Abstract

The aim of the study was to examine heavy metal tolerance (Cd²⁺, Zn²⁺, Ni²⁺ and Cu²⁺) of single- and mixed-species biofilms (Rhodotorula mucilaginosa and Escherichia coli) and to determine metal removal efficiency (Cd²⁺, Zn²⁺, Ni²⁺, Cu²⁺, Pb²⁺ and Hg²⁺). Metal tolerance was quantified by crystal violet assay and results were confirmed by fluorescence microscopy. Metal removal efficiency was determined by batch biosorption assay. The tolerance of the mixed-species biofilm was higher than the single-species biofilms. Single- and mixed-species biofilms showed the highest sensitivity in the presence of Cu²⁺ (E. coli-MIC 4 mg/ml, R. mucilaginosa-MIC 8 mg/ml, R. mucilaginosa/E. coli-MIC 64 mg/ml), while the highest tolerance was observed in the presence of Zn²⁺ (E. coli-MIC 80 mg/ml, R. mucilaginosa-MIC 161 mg/ml, R. mucilaginosa-E. coli-MIC 322 mg/ml).
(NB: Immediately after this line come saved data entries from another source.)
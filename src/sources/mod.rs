/// External observation providers.
///
/// Each provider turns a [`TargetCompany`] into raw observations for one
/// scorer. Failures never reach the scorers: [`observe`] logs them and
/// substitutes an empty result, so "provider unavailable" and "no data"
/// score identically.
pub mod jobs;
pub mod leadership;
pub mod mock;
pub mod patents;
pub mod techstack;

use std::sync::LazyLock;
use std::time::Duration;

use regex::Regex;
use thiserror::Error;

use crate::config::{ApiKeys, Config, TargetCompany};
use crate::signals::{JobPosting, PageText, Patent, TechnologyDetection};

pub const USER_AGENT: &str = "Mozilla/5.0 (compatible; research)";

/// Errors raised by an observation provider.
#[derive(Error, Debug)]
pub enum FetchError {
    #[error("no API key configured for {0}")]
    MissingKey(&'static str),

    #[error("no domain configured for {0}")]
    MissingDomain(String),

    #[error("HTTP request failed: {0}")]
    Http(String),

    #[error("provider returned status {0}")]
    Status(u16),

    #[error("provider error: {0}")]
    Provider(String),
}

impl From<reqwest::Error> for FetchError {
    fn from(e: reqwest::Error) -> Self {
        FetchError::Http(redact_secrets(&e.to_string()))
    }
}

/// Mask credential query parameters (`token=`, `api_key=`, `KEY=`) in a message.
pub fn redact_secrets(message: &str) -> String {
    static SECRET_PARAM: LazyLock<Regex> = LazyLock::new(|| {
        Regex::new(r#"(?i)\b(token|api_key|key)=[^\s&'"]+"#).unwrap()
    });
    SECRET_PARAM.replace_all(message, "$1=***").into_owned()
}

/// A non-empty, trimmed API key.
pub(crate) fn require_key<'a>(
    key: Option<&'a String>,
    provider: &'static str,
) -> Result<&'a str, FetchError> {
    key.map(|k| k.trim())
        .filter(|k| !k.is_empty())
        .ok_or(FetchError::MissingKey(provider))
}

/// Something that can observe a company from the outside.
///
/// Implementations must be `Send + Sync` so they can be shared across
/// blocking worker threads behind `Arc`.
pub trait ObservationSource: Send + Sync {
    fn job_postings(&self, company: &TargetCompany) -> Result<Vec<JobPosting>, FetchError>;

    fn patents(&self, company: &TargetCompany) -> Result<Vec<Patent>, FetchError>;

    fn technologies(&self, company: &TargetCompany) -> Result<Vec<TechnologyDetection>, FetchError>;

    fn website_text(&self, company: &TargetCompany) -> Result<Option<PageText>, FetchError>;

    fn linkedin_text(&self, company: &TargetCompany) -> Result<Option<PageText>, FetchError>;
}

/// Everything the scorers need for one company.
#[derive(Debug, Clone, Default)]
pub struct Observations {
    pub postings: Vec<JobPosting>,
    pub patents: Vec<Patent>,
    pub technologies: Vec<TechnologyDetection>,
    pub website: Option<PageText>,
    pub linkedin: Option<PageText>,
}

impl Observations {
    pub fn is_empty(&self) -> bool {
        self.postings.is_empty()
            && self.patents.is_empty()
            && self.technologies.is_empty()
            && self.website.is_none()
            && self.linkedin.is_none()
    }
}

fn or_empty<T: Default>(provider: &str, ticker: &str, result: Result<T, FetchError>) -> T {
    match result {
        Ok(value) => value,
        Err(FetchError::MissingKey(_) | FetchError::MissingDomain(_)) => {
            tracing::debug!(provider, ticker, "provider skipped: not configured");
            T::default()
        }
        Err(e) => {
            tracing::warn!(provider, ticker, "provider failed: {e}");
            T::default()
        }
    }
}

/// Query every provider, replacing failures with empty observations.
pub fn observe(source: &dyn ObservationSource, company: &TargetCompany) -> Observations {
    let ticker = company.ticker.as_str();
    Observations {
        postings: or_empty("jobs", ticker, source.job_postings(company)),
        patents: or_empty("patents", ticker, source.patents(company)),
        technologies: or_empty("techstack", ticker, source.technologies(company)),
        website: or_empty("website", ticker, source.website_text(company)),
        linkedin: or_empty("linkedin", ticker, source.linkedin_text(company)),
    }
}

/// The live providers, sharing one blocking HTTP client.
pub struct HttpSources {
    pub(crate) client: reqwest::blocking::Client,
    pub(crate) keys: ApiKeys,
    /// Pause after each BuiltWith call; the free tier allows one request per second.
    pub(crate) builtwith_delay: Duration,
    /// Shortest leadership page accepted, shared with the leadership scorer.
    pub(crate) min_text_length: usize,
}

impl HttpSources {
    pub fn new(config: &Config) -> Result<Self, FetchError> {
        let client = reqwest::blocking::Client::builder()
            .timeout(Duration::from_secs(config.http_timeout_secs))
            .user_agent(USER_AGENT)
            .build()?;

        Ok(Self {
            client,
            keys: config.api_keys.clone(),
            builtwith_delay: Duration::from_secs(1),
            min_text_length: config.leadership_min_text_length,
        })
    }

    /// Providers that have credentials configured, for the startup log line.
    pub fn configured(&self) -> Vec<&'static str> {
        let keys = [
            ("serpapi", &self.keys.serpapi),
            ("builtwith", &self.keys.builtwith),
            ("lens", &self.keys.lens),
            ("linkedin", &self.keys.linkedin),
        ];
        keys.into_iter()
            .filter(|(_, key)| key.as_deref().is_some_and(|k| !k.trim().is_empty()))
            .map(|(name, _)| name)
            .collect()
    }
}

impl ObservationSource for HttpSources {
    fn job_postings(&self, company: &TargetCompany) -> Result<Vec<JobPosting>, FetchError> {
        let key = require_key(self.keys.serpapi.as_ref(), "serpapi")?;
        jobs::fetch_postings(&self.client, key, &company.name)
    }

    fn patents(&self, company: &TargetCompany) -> Result<Vec<Patent>, FetchError> {
        let key = require_key(self.keys.lens.as_ref(), "lens")?;
        patents::fetch_patents(&self.client, key, &company.name)
    }

    fn technologies(
        &self,
        company: &TargetCompany,
    ) -> Result<Vec<TechnologyDetection>, FetchError> {
        let key = require_key(self.keys.builtwith.as_ref(), "builtwith")?;
        let technologies = techstack::fetch_tech_stack(&self.client, key, &company.domain)?;
        std::thread::sleep(self.builtwith_delay);
        Ok(technologies)
    }

    fn website_text(&self, company: &TargetCompany) -> Result<Option<PageText>, FetchError> {
        leadership::fetch_company_website(&self.client, &company.domain, self.min_text_length)
    }

    fn linkedin_text(&self, company: &TargetCompany) -> Result<Option<PageText>, FetchError> {
        let key = require_key(self.keys.linkedin.as_ref(), "linkedin")?;
        leadership::fetch_linkedin(&self.client, key, &company.name)
    }
}
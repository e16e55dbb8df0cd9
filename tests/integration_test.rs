/// End-to-end tests for the evidence pipeline.
///
/// Tests the complete flow:
///   Filing on disk → parse → chunk → persist → score → summarize → report
use evidence_collector::collect::Collector;
use evidence_collector::config::Config;
use evidence_collector::db::Db;
use evidence_collector::parser::DocumentParser;
use evidence_collector::parser::chunker::SemanticChunker;
use evidence_collector::report;
use evidence_collector::signals::{
    DigitalPresenceScorer, JobPosting, PageText, Patent, SignalCategory,
};
use evidence_collector::sources::Observations;
use evidence_collector::sources::mock::FixtureSource;
use std::fs;
use std::path::Path;
use std::sync::Arc;
use tempfile::tempdir;
use tokio::sync::Mutex as TokioMutex;

const ABOUT: &str = "Our CEO, our president and the board of our firm meet every spring \
                     to review the cloud strategy and digital roadmap for our customers.";

fn words(prefix: &str, n: usize) -> String {
    (0..n).map(|i| format!("{prefix}{i}")).collect::<Vec<_>>().join(" ")
}

fn write_filing(root: &Path) -> std::path::PathBuf {
    let dir = root.join("WMT").join("10-K").join("0000104169-24-000012");
    fs::create_dir_all(&dir).unwrap();
    let html = format!(
        "<html><body>\
         <p>ITEM 1. BUSINESS</p><p>{}</p>\
         <p>ITEM 1A. RISK FACTORS</p><p>{}</p>\
         <p>ITEM 7. MANAGEMENT'S DISCUSSION AND ANALYSIS</p><p>{}</p>\
         </body></html>",
        words("biz", 150),
        words("risk", 150),
        words("mda", 150),
    );
    let path = dir.join("primary-document.html");
    fs::write(&path, html).unwrap();
    path
}

fn observations() -> Observations {
    Observations {
        postings: vec![
            JobPosting {
                title: "Machine Learning Engineer".to_string(),
                description: "Build models with python and tensorflow".to_string(),
                ..Default::default()
            },
            JobPosting {
                title: "Software Engineer".to_string(),
                description: "Maintain checkout services".to_string(),
                ..Default::default()
            },
        ],
        patents: vec![Patent {
            patent_number: "US1234567".to_string(),
            title: "Neural network for demand forecasting".to_string(),
            abstract_text: "A machine learning model predicts store demand.".to_string(),
            filing_date: chrono::Utc::now(),
            grant_date: None,
            inventors: vec!["A. Inventor".to_string()],
            assignee: "Walmart Apollo, LLC".to_string(),
        }],
        technologies: vec![
            DigitalPresenceScorer::default().detect("TensorFlow", 0.8),
            DigitalPresenceScorer::default().detect("jQuery", 0.7),
        ],
        website: Some(PageText::new(ABOUT, Some("https://walmart.com/about".to_string()))),
        linkedin: None,
    }
}

#[test]
fn test_parse_and_chunk_filing() {
    let temp = tempdir().unwrap();
    let path = write_filing(temp.path());

    let doc = DocumentParser::default().parse_filing(&path, "WMT").unwrap();
    assert_eq!(doc.filing_type, "10-K");
    assert_eq!(doc.filing_date.format("%Y").to_string(), "2024");
    assert!(doc.section("item_1").is_some());
    assert!(doc.section("item_1a").is_some());
    assert!(doc.section("item_7").is_some());

    let chunks = SemanticChunker::new(120, 10, 20).chunk_document(&doc);
    assert!(chunks.len() >= 3);
    for (i, chunk) in chunks.iter().enumerate() {
        assert_eq!(chunk.chunk_index, i);
        assert_eq!(chunk.document_id, doc.content_hash);
        assert!(chunk.word_count < 120 + 20);
    }
}

#[tokio::test]
async fn test_full_pipeline() {
    let temp = tempdir().unwrap();
    let download_dir = temp.path().join("sec");
    write_filing(&download_dir);

    let mut config = Config::default();
    config.download_dir = download_dir.to_string_lossy().into_owned();
    config.report_dir = temp.path().join("reports").to_string_lossy().into_owned();
    config.chunk_size = 120;
    config.chunk_overlap = 10;
    config.min_chunk_size = 20;

    let wmt = config.company("WMT").unwrap().clone();
    let tgt = config.company("TGT").unwrap().clone();

    let source = FixtureSource::new().with("WMT", observations());
    let db = Arc::new(TokioMutex::new(Db::open_in_memory().unwrap()));
    let collector = Collector::new(&config, db.clone(), Arc::new(source));

    let stats = collector.collect(&[wmt, tgt], false).await;
    assert_eq!(stats.companies, 2);
    assert_eq!(stats.documents, 1);
    assert_eq!(stats.processed_documents, 1);
    assert!(stats.chunks >= 3);
    assert_eq!(stats.signals, 4, "hiring, digital, innovation and one leadership page");
    assert_eq!(stats.errors, 0);

    let db = db.lock().await;
    let record = db.company_by_ticker("WMT").unwrap().unwrap();
    let signals = db.signals_for_company(record.id).unwrap();
    let categories: Vec<SignalCategory> = signals.iter().map(|s| s.category).collect();
    for category in SignalCategory::ALL {
        assert!(categories.contains(&category), "missing {category}");
    }
    for signal in &signals {
        assert!((0.0..=100.0).contains(&signal.normalized_score));
        assert!((0.0..=1.0).contains(&signal.confidence));
    }

    let summary = db.get_summary(record.id).unwrap().unwrap();
    assert_eq!(summary.signal_count, 4);
    assert!((summary.scores.leadership_signals - 40.0).abs() < 1e-9);

    // TGT has no observations: no signals, no summary row
    let target = db.company_by_ticker("TGT").unwrap().unwrap();
    assert!(db.get_summary(target.id).unwrap().is_none());

    let rows = report::build_rows(&db.list_summary_rows().unwrap());
    assert_eq!(rows.len(), 1);
    assert_eq!(rows[0].company_name, "Walmart Inc.");

    let (md_path, csv_path) = report::write_reports(Path::new(&config.report_dir), &rows).unwrap();
    let md = fs::read_to_string(md_path).unwrap();
    assert!(md.contains("| WMT | Walmart Inc. |"));

    let csv = fs::read_to_string(csv_path).unwrap();
    let line = csv.lines().nth(1).unwrap();
    assert_eq!(
        line,
        format!(
            "WMT,Walmart Inc.,{:.1},{:.1},{:.1},{:.1},4",
            summary.scores.technology_hiring,
            summary.scores.innovation_activity,
            summary.scores.digital_presence,
            summary.composite_without_leadership(),
        )
    );
}
use std::path::Path;
use std::sync::LazyLock;

use chrono::{DateTime, TimeZone, Utc};
use regex::Regex;

/// Filing type and approximate filing date inferred from a download path.
#[derive(Debug, Clone, PartialEq, Eq)]
pub struct FilingMetadata {
    pub filing_type: String,
    pub filing_date: DateTime<Utc>,
}

/// Infer metadata from `.../<ticker>/<filing_type>/<accession>/<file>`.
///
/// The year comes from the two-digit `-YY-` group of the accession number
/// (e.g. `0000018230-23-000012`); the date is January 1st of that year.
/// Falls back to `"UNKNOWN"` and `now` when the path does not carry them.
pub fn filing_metadata(path: &Path, now: DateTime<Utc>) -> FilingMetadata {
    static ACCESSION_YEAR: LazyLock<Regex> =
        LazyLock::new(|| Regex::new(r"-(\d{2})-").unwrap());

    let parts: Vec<String> = path
        .components()
        .map(|c| c.as_os_str().to_string_lossy().into_owned())
        .collect();

    let filing_type = if parts.len() > 2 {
        parts[parts.len() - 3].clone()
    } else {
        "UNKNOWN".to_string()
    };

    let accession = if parts.len() > 1 {
        parts[parts.len() - 2].as_str()
    } else {
        ""
    };

    let filing_date = ACCESSION_YEAR
        .captures(accession)
        .and_then(|caps| caps[1].parse::<i32>().ok())
        .and_then(|yy| Utc.with_ymd_and_hms(pivot_year(yy), 1, 1, 0, 0, 0).single())
        .unwrap_or(now);

    FilingMetadata {
        filing_type,
        filing_date,
    }
}

/// Two-digit year to four digits: `00..=49` → 2000s, `50..=99` → 1900s.
#[must_use]
pub fn pivot_year(yy: i32) -> i32 {
    if yy < 50 { 2000 + yy } else { 1900 + yy }
}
The mixed-species biofilm exhibited better efficiency in removal of all tested metals than single-species biofilms. The highest efficiency in Cd²⁺ removal was shown by the E. coli biofilm (94.85%) and R. mucilaginosa biofilm (97.85%), individually. The highest efficiency in Cu²⁺ (99.88%), Zn²⁺ (99.26%) and Pb²⁺ (99.52%) removal was shown by the mixed-species biofilm. Metal removal efficiency was in the range of 81.56%-97.85% for the single- and 94.99%-99.88% for the mixed-species biofilm.